I tried to check whether there was an error here. But as you said, we
cannot reach here if 'control thread' set loading_state from LOADING_CALLIN
to LOADING_EXIT. I will do this check in the while-loop right above.

>> +
>> +    ret = microcode_ops->apply_microcode(patch);
>> +    if ( !ret )
>> +        atomic_inc(&cpu_updated);
>> +    atomic_inc(&cpu_out);
>> +
>> +    while ( loading_state != LOADING_EXIT )
>> +        cpu_relax();
>> +
>> +    return ret;
>> +}
>> +
>> +static int control_thread_fn(const struct microcode_patch *patch)
>>  {
>> -    unsigned int cpu;
>> +    unsigned int cpu = smp_processor_id(), done;
>> +    unsigned long tick;
>> +    int ret;
>>  
>> -    /* Store the patch after a successful loading */
>> -    if ( !microcode_update_cpu(patch) && patch )
>> +    /* Allow threads to call in */
>> +    loading_state = LOADING_CALLIN;
>> +    smp_mb();
>> +
>> +    cpumask_set_cpu(cpu, &cpu_callin_map);
>> +
>> +    /* Waiting for all threads calling in */
>> +    ret = wait_for_condition(wait_cpu_callin,
>> +                             (void *)(unsigned long)num_online_cpus(),
>> +                             MICROCODE_CALLIN_TIMEOUT_US);
>> +    if ( ret ) {
>> +        loading_state = LOADING_EXIT;
>> +        return ret;
>> +    }
>
>...this condition holds. Have you actually tested this case?

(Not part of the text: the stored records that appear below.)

use async_trait::async_trait;
use futures_util::Stream;
use std::pin::Pin;
use std::sync::Mutex;

use crate::tripchat::error::ChatError;

/// A ClientWrapper is a wrapper around a specific chat-completion backend.
/// It provides a common interface to interact with remote models.
/// It does not keep track of the conversation; that is the job of the
/// round-robin loop, which owns the transcript and uses a ClientWrapper to
/// produce each next message.

/// Represents the possible roles for a message.
#[derive(Clone, Debug, PartialEq, Eq)]
pub enum Role {
    System,
    // set by the developer to steer the model's responses
    User,
    // a message sent by a human user (or another participant, routed as text)
    Assistant, // lets the model know the content was generated as a response to a user message
}

/// How many tokens were spent on prompt vs. completion.
#[derive(Clone, Debug)]
pub struct TokenUsage {
    pub input_tokens: usize,
    pub output_tokens: usize,
    pub total_tokens: usize,
}

/// Represents a generic message to be sent to an LLM.
#[derive(Clone, Debug)]
pub struct Message {
    /// The role associated with the message.
    pub role: Role,
    /// The actual content of the message.
    pub content: String,
}

/// Represents a chunk of a streaming message response.
#[derive(Clone, Debug)]
pub struct MessageChunk {
    /// The incremental content in this chunk.
    pub content: String,
    /// Whether this is the final chunk in the stream.
    pub is_final: bool,
}

/// Type alias for a Send-able error box carried by stream items.
pub type SendError = Box<dyn std::error::Error + Send>;

/// Type alias for a boxed stream of message chunks.
pub type MessageChunkStream = Pin<Box<dyn Stream<Item = Result<MessageChunk, SendError>> + Send>>;

/// Rough family tag for a model identifier, used when a prompt format or
/// behavior differs between model lineages on the same wire protocol.
#[derive(Clone, Copy, Debug, PartialEq, Eq)]
pub enum ModelFamily {
    /// DeepSeek R1 style reasoning models.
    R1,
    /// OpenAI GPT lineage.
    Gpt,
    /// Anthropic Claude lineage.
    Claude,
    /// Google Gemini lineage.
    Gemini,
    /// Anything we have no special handling for.
    Unknown,
}

/// What a client is configured to request from its backend.
///
/// Each flag gates whether a request is *permitted* to ask the backend for
/// that behavior, not whether the backend actually supports it. A mismatch is
/// reported by the client at call time as [`ChatError::Provider`], never at
/// construction time.
#[derive(Clone, Debug)]
pub struct ModelInfo {
    pub vision: bool,
    pub function_calling: bool,
    pub json_output: bool,
    pub structured_output: bool,
    pub family: ModelFamily,
}

impl Default for ModelInfo {
    /// Text-only, no structured behaviors, unknown family.
    fn default() -> Self {
        ModelInfo {
            vision: false,
            function_calling: false,
            json_output: false,
            structured_output: false,
            family: ModelFamily::Unknown,
        }
    }
}

impl ModelInfo {
    /// Check a per-call capability request against this configuration.
    ///
    /// Returns [`ChatError::Provider`] naming the first capability the model
    /// was not configured for.
    pub fn permits(&self, requested: &RequestCapabilities) -> Result<(), ChatError> {
        let denied = if requested.vision && !self.vision {
            Some("vision")
        } else if requested.function_calling && !self.function_calling {
            Some("function_calling")
        } else if requested.json_output && !self.json_output {
            Some("json_output")
        } else if requested.structured_output && !self.structured_output {
            Some("structured_output")
        } else {
            None
        };

        match denied {
            Some(capability) => Err(ChatError::Provider(format!(
                "model was not configured for {}",
                capability
            ))),
            None => Ok(()),
        }
    }
}

/// Backend behaviors a single request relies on.
///
/// Callers that need none of them pass `None` to the send methods.
#[derive(Clone, Copy, Debug, Default)]
pub struct RequestCapabilities {
    pub vision: bool,
    pub function_calling: bool,
    pub json_output: bool,
    pub structured_output: bool,
}

/// Trait defining the interface to interact with various LLM services.
#[async_trait]
pub trait ClientWrapper: Send + Sync {
    /// The model identifier requests are issued against.
    fn model_name(&self) -> &str;

    /// The capability configuration for this client's model.
    fn model_info(&self) -> ModelInfo {
        ModelInfo::default()
    }

    /// Send a message sequence to the LLM and get a response.
    /// - `messages`: The messages to send in the request.
    /// - `options`: Backend behaviors this request relies on; checked against
    ///   [`ClientWrapper::model_info`] before anything goes on the wire.
    async fn send_message(
        &self,
        messages: &[Message],
        options: Option<RequestCapabilities>,
    ) -> Result<Message, ChatError>;

    /// Whether [`ClientWrapper::send_message_stream`] is expected to work.
    fn supports_streaming(&self) -> bool {
        false
    }

    /// Send a message sequence to the LLM and get a streaming response.
    /// Returns a stream of [`MessageChunk`] items so tokens can be rendered
    /// as they arrive. The default implementation reports the capability as
    /// missing so non-streaming clients don't have to implement it.
    async fn send_message_stream(
        &self,
        _messages: &[Message],
        _options: Option<RequestCapabilities>,
    ) -> Result<MessageChunkStream, ChatError> {
        Err(ChatError::Provider(
            "streaming not supported by this client".to_string(),
        ))
    }

    /// Hook to retrieve usage from the *last* send_message() call.
    /// Default impl returns None so wrappers without accounting don't break.
    fn get_last_usage(&self) -> Option<TokenUsage> {
        self.usage_slot()
            .and_then(|slot| slot.lock().ok().and_then(|u| u.clone()))
    }

    fn usage_slot(&self) -> Option<&Mutex<Option<TokenUsage>>> {
        // Implementations supporting TokenUsage tracking override this.
        None
    }
}

#[cfg(test)]
mod tests {
    use super::*;

    #[test]
    fn default_model_info_denies_everything() {
        let info = ModelInfo::default();
        let request = RequestCapabilities {
            json_output: true,
            ..RequestCapabilities::default()
        };
        let err = info.permits(&request).unwrap_err();
        assert_eq!(
            err,
            ChatError::Provider("model was not configured for json_output".to_string())
        );
    }

    #[test]
    fn configured_capability_is_permitted() {
        let info = ModelInfo {
            json_output: true,
            ..ModelInfo::default()
        };
        let request = RequestCapabilities {
            json_output: true,
            ..RequestCapabilities::default()
        };
        assert!(info.permits(&request).is_ok());
    }

    #[test]
    fn empty_request_is_always_permitted() {
        let info = ModelInfo::default();
        assert!(info.permits(&RequestCapabilities::default()).is_ok());
    }
}
//! Participants: the named, prompt-configured members of a conversation.
//!
//! A [`Participant`] pairs an identity (name, description) and a fixed system
//! instruction with a shared [`ClientWrapper`]. It exposes one capability:
//! given the conversation so far, produce the next message. Participants hold
//! no state between invocations (the transcript plus the instruction fully
//! determine the request), so the same value can be invoked on arbitrarily
//! interleaved turns without cross-talk.

use std::sync::Arc;

use crate::tripchat::client_wrapper::{
    ClientWrapper, Message, MessageChunkStream, Role, TokenUsage,
};
use crate::tripchat::error::ChatError;
use crate::tripchat::transcript::{Transcript, TranscriptEntry};

pub struct Participant {
    /// Unique identifier within a chat; also the transcript sender name.
    pub name: String,
    /// Human-readable description for logging and UI surfaces.
    pub description: String,
    /// Fixed instruction prepended to every generation call.
    system_instruction: String,
    /// Shared client used to generate messages.
    client: Arc<dyn ClientWrapper>,
}

impl Participant {
    pub fn new(
        name: impl Into<String>,
        description: impl Into<String>,
        system_instruction: impl Into<String>,
        client: Arc<dyn ClientWrapper>,
    ) -> Self {
        Participant {
            name: name.into(),
            description: description.into(),
            system_instruction: system_instruction.into(),
            client,
        }
    }

    pub fn system_instruction(&self) -> &str {
        &self.system_instruction
    }

    pub fn supports_streaming(&self) -> bool {
        self.client.supports_streaming()
    }

    /// Token usage of this participant's most recent completed call.
    pub fn last_usage(&self) -> Option<TokenUsage> {
        self.client.get_last_usage()
    }

    /// Shape the transcript into the request for this participant:
    /// the fixed system instruction first, then every entry in order: the
    /// participant's own prior messages as `Assistant`, the user seed as
    /// plain `User` text, and other participants' messages as `User` text
    /// prefixed with `[name]: ` so the model can tell the voices apart.
    fn request_messages(&self, transcript: &Transcript) -> Vec<Message> {
        let mut messages = Vec::with_capacity(transcript.len() + 1);
        messages.push(Message {
            role: Role::System,
            content: self.system_instruction.clone(),
        });

        for entry in transcript.entries() {
            match &entry.sender {
                Some(sender) if *sender == self.name => messages.push(Message {
                    role: Role::Assistant,
                    content: entry.content.clone(),
                }),
                Some(sender) => messages.push(Message {
                    role: Role::User,
                    content: format!("[{}]: {}", sender, entry.content),
                }),
                None => messages.push(Message {
                    role: Role::User,
                    content: entry.content.clone(),
                }),
            }
        }

        messages
    }

    /// Produce this participant's next message as a finished transcript entry.
    pub async fn produce_next(&self, transcript: &Transcript) -> Result<TranscriptEntry, ChatError> {
        let request = self.request_messages(transcript);
        let reply = self.client.send_message(&request, None).await?;
        Ok(TranscriptEntry::from_participant(
            self.name.as_str(),
            reply.content,
        ))
    }

    /// Produce this participant's next message as a chunk stream. The caller
    /// assembles the chunks and appends the finished entry itself.
    pub async fn stream_next(&self, transcript: &Transcript) -> Result<MessageChunkStream, ChatError> {
        let request = self.request_messages(transcript);
        self.client.send_message_stream(&request, None).await
    }
}
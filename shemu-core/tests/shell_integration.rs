//! End-to-end tests driving the shell with real VFS image files.

use std::path::{Path, PathBuf};

use shemu_core::{HeadlessConsole, Node, Session, Shell, Status, Vfs, VfsError};
use tempfile::TempDir;

const IMAGE: &str = r#"<?xml version="1.0" encoding="UTF-8"?>
<vfs>
  <dir name="root">
    <dir name="a">
      <file name="note.txt">aGk=</file>
    </dir>
    <file name="b.txt">YWJj</file>
  </dir>
</vfs>
"#;

fn write_file(dir: &TempDir, name: &str, content: &str) -> PathBuf {
    let path = dir.path().join(name);
    std::fs::write(&path, content).unwrap();
    path
}

fn loaded_shell(path: &Path) -> Shell {
    let mut shell = Shell::default();
    let mut console = HeadlessConsole::new();
    assert!(shell.load_vfs(path, &mut console));
    shell
}

#[test]
fn test_listing_a_loaded_image() {
    let dir = tempfile::tempdir().unwrap();
    let mut shell = loaded_shell(&write_file(&dir, "vfs.xml", IMAGE));

    assert_eq!(shell.execute("ls").lines, ["a b.txt"]);
    assert_eq!(
        shell.execute("ls -l").lines,
        ["dr\ta\t1 items", "-f\tb.txt\t3 bytes"]
    );
    assert_eq!(shell.execute("ls -l /a").lines, ["-f\tnote.txt\t2 bytes"]);
}

#[test]
fn test_navigation_session() {
    let dir = tempfile::tempdir().unwrap();
    let mut shell = loaded_shell(&write_file(&dir, "vfs.xml", IMAGE));

    shell.execute("cd a");
    assert_eq!(shell.execute("ls").lines, ["note.txt"]);
    shell.execute("cd ..\\..\\..");
    assert_eq!(shell.vfs().pwd(), "/");
    shell.execute("cd /a");
    shell.execute("cd Root");
    assert_eq!(shell.vfs().pwd(), "/");

    let before = shell.execute("ls").lines;
    assert_eq!(
        shell.execute("cd nope").lines,
        ["Error: directory not found: nope"]
    );
    assert_eq!(shell.execute("ls").lines, before);
}

#[test]
fn test_history_reproduces_input_verbatim() {
    let mut shell = Shell::default();
    shell.execute("ls");
    shell.execute("cd a");
    shell.execute("uptime");

    assert_eq!(shell.session().history(), ["ls", "cd a", "uptime"]);
    let lines = shell.execute("history").lines;
    assert_eq!(lines, ["1  ls", "2  cd a", "3  uptime", "4  history"]);
}

#[test]
fn test_save_then_reload_round_trip() {
    let dir = tempfile::tempdir().unwrap();
    let source = write_file(&dir, "vfs.xml", IMAGE);
    let target = dir.path().join("copy.xml");

    let mut shell = loaded_shell(&source);
    shell.execute("cd a");
    let outcome = shell.execute(&format!("vfs-save {}", target.display()));
    assert_eq!(outcome.lines, [format!("VFS saved to {}", target.display())]);

    let mut reloaded = Vfs::new();
    reloaded.load_from_xml(&target).unwrap();
    assert_eq!(reloaded.root(), shell.vfs().root());
    assert_eq!(
        reloaded.lookup(&["a", "note.txt"]).and_then(Node::content),
        Some("hi")
    );
}

#[test]
fn test_failed_startup_load_degrades() {
    let dir = tempfile::tempdir().unwrap();
    let mut shell = Shell::default();
    let mut console = HeadlessConsole::new();

    assert!(!shell.load_vfs(&dir.path().join("missing.xml"), &mut console));
    assert_eq!(console.lines().len(), 1);
    assert!(console.lines()[0].starts_with("VFS not loaded: file not found"));
    assert_eq!(shell.execute("ls").lines, ["<empty>"]);
}

#[test]
fn test_bad_images_keep_previous_tree() {
    let dir = tempfile::tempdir().unwrap();
    let good = write_file(&dir, "vfs.xml", IMAGE);
    let wrong_root = write_file(&dir, "wrong.xml", r#"<fs><dir name="root"/></fs>"#);
    let broken = write_file(&dir, "broken.xml", r#"<vfs><dir name="root">"#);

    let mut vfs = Vfs::new();
    vfs.load_from_xml(&good).unwrap();
    let tree = vfs.root().clone();

    assert!(matches!(
        vfs.load_from_xml(&wrong_root),
        Err(VfsError::Format(_))
    ));
    assert!(matches!(vfs.load_from_xml(&broken), Err(VfsError::Parse(_))));
    assert!(matches!(
        vfs.load_from_xml(dir.path().join("absent.xml")),
        Err(VfsError::FileNotFound(_))
    ));
    assert_eq!(vfs.root(), &tree);
}

#[test]
fn test_script_file_uses_same_dispatch() {
    let dir = tempfile::tempdir().unwrap();
    let image = write_file(&dir, "vfs.xml", IMAGE);
    let script = write_file(
        &dir,
        "start.sh",
        "# list then move\nls\n\ncd a\nls -l\nbogus\nexit\nls\n",
    );

    let mut shell = Shell::new(Vfs::new(), Session::default());
    let mut console = HeadlessConsole::new();
    shell.load_vfs(&image, &mut console);
    console.clear_output();

    let status = shell.run_script_file(&script, &mut console).unwrap();
    assert_eq!(status, Status::Exit);
    assert_eq!(
        console.lines(),
        [
            "[user@localhost /]$ ls",
            "a b.txt",
            "[user@localhost /]$ cd a",
            "[user@localhost /a]$ ls -l",
            "-f\tnote.txt\t2 bytes",
            "[user@localhost /a]$ bogus",
            "Error: unknown command 'bogus'",
            "[user@localhost /a]$ exit",
            "Exiting emulator...",
        ]
    );
}

#[test]
fn test_deeply_nested_image_degrades_at_startup() {
    let dir = tempfile::tempdir().unwrap();
    let depth = 5000;
    let xml = format!(
        r#"<vfs><dir name="root">{}{}</dir></vfs>"#,
        r#"<dir name="d">"#.repeat(depth),
        "</dir>".repeat(depth)
    );
    let path = write_file(&dir, "deep.xml", &xml);

    let mut shell = Shell::default();
    let mut console = HeadlessConsole::new();
    assert!(!shell.load_vfs(&path, &mut console));
    assert!(
        console.lines()[0].starts_with("VFS not loaded: invalid VFS format"),
        "{:?}",
        console.lines()
    );
    assert_eq!(shell.execute("ls").lines, ["<empty>"]);
}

I didn't craft a case to verify the error-handling path. And I believe
that you are right. 

Thanks
Chao
Jan Beulich Aug. 29, 2019, 12:06 p.m. UTC | #3
On 19.08.2019 03:25, Chao Gao wrote:
> @@ -232,6 +276,34 @@ bool microcode_update_cache(struct microcode_patch *patch)
>      return true;
>  }
>  
> +/* Wait for a condition to be met with a timeout (us). */
> +static int wait_for_condition(int (*func)(void *data), void *data,
> +                         unsigned int timeout)
> +{
> +    while ( !func(data) )
> +    {
> +        if ( !timeout-- )
> +        {
> +            printk("CPU%u: Timeout in %pS\n",
> +                   smp_processor_id(), __builtin_return_address(0));
> +            return -EBUSY;
> +        }
> +        udelay(1);
> +    }
> +
> +    return 0;
> +}
> +
> +static int wait_cpu_callin(void *nr)
> +{
> +    return cpumask_weight(&cpu_callin_map) >= (unsigned long)nr;
> +}
> +
> +static int wait_cpu_callout(void *nr)
> +{
> +    return atomic_read(&cpu_out) >= (unsigned long)nr;
> +}

Since wait_for_condition() is used with only these two functions
as callbacks, they should imo return bool and take const void *.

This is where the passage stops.